The collaborative is also examining areas where State and Federal law may need to be updated to enable greater exchange of health information while ensuring privacy and security, especially when information is shared across State lines. The activities and outcomes of the collaborative will support improvements to State and Federal policy as well as organizational practices related to privacy and security.
AHRQ's National Resource Center for Health Information Technology (2004-present)
AHRQ established the National Resource Center for Health Information Technology and a Web site (www.healthit.ahrq.gov) to support the Agency's health IT initiative.
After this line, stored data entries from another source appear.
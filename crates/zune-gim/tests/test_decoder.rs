/*
 * Copyright (c) 2023.
 *
 * This software is free software;
 *
 * You can redistribute it or modify it under terms of the MIT, Apache License or Zlib license
 */

use zune_core::bytestream::ZCursor;
use zune_core::options::DecoderOptions;
use zune_gim::{probe_gim, BlockType, GimDecoder, GimDecoderErrors, GimPixelFormat, RasterPixels};

mod common;

use common::*;

#[test]
fn probe_detects_signature() {
    let data = gim(vec![]);
    assert!(probe_gim(&data));
    assert!(!probe_gim(b"MIG.00.1PS"));
    assert!(!probe_gim(b"\x89PNG\r\n\x1a\n\0\0\0\0"));
}

#[test]
fn sub_header_fields_are_resolved() {
    let data = gim(vec![Block::picture(vec![image(2, 3, 2, 6, &[0; 12])])]);

    let mut decoder = GimDecoder::new(ZCursor::new(&data[..]));
    decoder.decode_headers().unwrap();
    let root = decoder.root().unwrap().clone();

    let leaf = &root.children()[0].children()[0];
    let header = decoder.sub_header(leaf).unwrap();

    assert_eq!(header.header_len, SUB_HEADER_LEN);
    assert_eq!(header.format, GimPixelFormat::Rgba4444);
    assert_eq!((header.width, header.height, header.pitch), (3, 2, 6));
    assert_eq!(header.pixels_start, leaf.payload_offset() + 0x40);
    assert_eq!(header.pixels_end, leaf.payload_offset() + 0x40 + 12);
    assert_eq!(header.mip_count, 1);
    assert_eq!(header.frame_count, 1);
}

#[test]
fn short_sub_header_is_rejected() {
    let mut body = data_payload(0, 1, 1, 2, &[0, 0]);
    body[0] = 0x10;
    let data = gim(vec![Block::picture(vec![Block::leaf(IMAGE, body)])]);

    let mut decoder = GimDecoder::new(ZCursor::new(&data[..]));
    decoder.decode_headers().unwrap();
    let root = decoder.root().unwrap().clone();

    let leaf = &root.children()[0].children()[0];
    assert!(matches!(
        decoder.decode_image(leaf, None),
        Err(GimDecoderErrors::FieldOutOfBounds { .. })
    ));
}

#[test]
fn row_padding_uses_remainder_of_pitch() {
    // three RGB565 pixels take six bytes, pitch 4 skips 6 % 4 = 2 bytes
    let pixels = [
        0xFF, 0xFF, 0x00, 0x00, 0xFF, 0xFF, 0xAA, 0xAA, //
        0x00, 0x00, 0xFF, 0xFF, 0x00, 0x00
    ];
    let data = gim(vec![Block::picture(vec![image(0, 3, 2, 4, &pixels)])]);

    let mut decoder = GimDecoder::new(ZCursor::new(&data[..]));
    decoder.decode_headers().unwrap();
    let root = decoder.root().unwrap().clone();

    let leaf = &root.children()[0].children()[0];
    let raster = decoder.decode_image(leaf, None).unwrap();

    let white = [255, 255, 255, 255];
    let black = [0, 0, 0, 255];
    let expected: Vec<u8> = [white, black, white, black, white, black].concat();

    assert_eq!(raster.to_rgba8(), expected);
    assert!(matches!(raster.pixels(), RasterPixels::TrueColor(_)));
    assert!(!raster.used_fallback_palette());
}

#[test]
fn odd_width_4bpp_rows_round_down() {
    // width 3 stores one byte per row, the third pixel of each row is index 0
    let data = gim(vec![Block::picture(vec![image(
        4,
        3,
        2,
        1,
        &[0x21, 0x43, 0x65, 0x87]
    )])]);

    let mut decoder = GimDecoder::new(ZCursor::new(&data[..]));
    decoder.decode_headers().unwrap();
    let root = decoder.root().unwrap().clone();

    let raster = decoder
        .decode_image(&root.children()[0].children()[0], None)
        .unwrap();

    match raster.pixels() {
        RasterPixels::Indexed { bits, indices, .. } => {
            assert_eq!(*bits, 4);
            assert_eq!(indices, &[1, 2, 0, 3, 4, 0]);
        }
        other => panic!("expected indexed pixels, got {other:?}")
    }
}

#[test]
fn rgba4444_never_reaches_full_intensity() {
    let data = gim(vec![Block::picture(vec![image(2, 1, 1, 2, &[0xFF, 0xFF])])]);

    let mut decoder = GimDecoder::new(ZCursor::new(&data[..]));
    decoder.decode_headers().unwrap();
    let root = decoder.root().unwrap().clone();

    let raster = decoder
        .decode_image(&root.children()[0].children()[0], None)
        .unwrap();
    assert_eq!(raster.to_rgba8(), vec![30, 30, 30, 30]);
}

#[test]
fn dimensions_are_limited_by_options() {
    let data = gim(vec![Block::picture(vec![image(5, 8, 1, 8, &[0; 8])])]);

    let options = DecoderOptions::default().set_max_width(4);
    let mut decoder = GimDecoder::new_with_options(ZCursor::new(&data[..]), options);
    decoder.decode_headers().unwrap();
    let root = decoder.root().unwrap().clone();

    let leaf = &root.children()[0].children()[0];
    assert!(matches!(
        decoder.decode_image(leaf, None),
        Err(GimDecoderErrors::TooLargeDimensions("width", 4, 8))
    ));
}

#[test]
fn zero_dimensions_are_rejected() {
    let data = gim(vec![Block::picture(vec![image(0, 0, 4, 0, &[])])]);

    let mut decoder = GimDecoder::new(ZCursor::new(&data[..]));
    decoder.decode_headers().unwrap();
    let root = decoder.root().unwrap().clone();

    let leaf = &root.children()[0].children()[0];
    let err = decoder.decode_image(leaf, None).unwrap_err();
    assert!(matches!(err, GimDecoderErrors::ZeroDimensions(0, 4)));
    assert!(err.is_recoverable());
}

#[test]
fn palette_entries_follow_width() {
    let data = gim(vec![Block::picture(vec![palette_5551(&[
        0x8000 | 31,
        0,
        0xFFFF
    ])])]);

    let mut decoder = GimDecoder::new(ZCursor::new(&data[..]));
    decoder.decode_headers().unwrap();
    let root = decoder.root().unwrap().clone();

    let leaf = root.children()[0]
        .children_of(BlockType::Palette)
        .next()
        .unwrap();
    let palette = decoder.decode_palette(leaf).unwrap();

    assert_eq!(palette.len(), 3);
    assert_eq!(palette.format(), GimPixelFormat::Rgba5551);
    assert_eq!(palette.colors()[0].to_rgba(), [0, 0, 255, 255]);
    assert_eq!(palette.colors()[1].to_rgba(), [0, 0, 0, 0]);
    assert_eq!(palette.colors()[2].to_rgba(), [255, 255, 255, 255]);
}

#[test]
fn leaf_kinds_are_checked() {
    let data = gim(vec![Block::picture(vec![image(0, 1, 1, 2, &[0, 0])])]);

    let mut decoder = GimDecoder::new(ZCursor::new(&data[..]));
    decoder.decode_headers().unwrap();
    let root = decoder.root().unwrap().clone();

    let picture = &root.children()[0];
    let leaf = &picture.children()[0];

    assert!(decoder.decode_palette(leaf).is_err());
    assert!(decoder.decode_image(picture, None).is_err());
    assert!(decoder.export_picture(leaf).is_err());
    assert!(decoder.export_picture(picture).is_ok());
}

#[test]
fn decode_headers_is_idempotent() {
    let data = gim(vec![Block::picture(vec![])]);

    let mut decoder = GimDecoder::new(ZCursor::new(&data[..]));
    decoder.decode_headers().unwrap();
    let first = decoder.root().cloned();
    decoder.decode_headers().unwrap();

    assert_eq!(first.as_ref(), decoder.root());
}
The National Resource Center serves as the link between the health care community at large and the researchers and experts who are on the front lines of health IT. As the central repository for lessons learned from AHRQ's health IT initiative, the National Resource Center encourages adoption of health IT by disseminating the latest tools, best practices, and research results from this unique real-world laboratory.
For More Information
For additional information on AHRQ projects on health information technology, please visit http://healthit.ahrq.gov and click on the red envelope in the upper right corner to sign up for e-mail updates or to subscribe to AHRQ's free monthly Patient Safety and Health Information Technology E-Newsletter. For specific questions, please contact the health IT staff at NRC-healthit@ahrq.hhs.gov.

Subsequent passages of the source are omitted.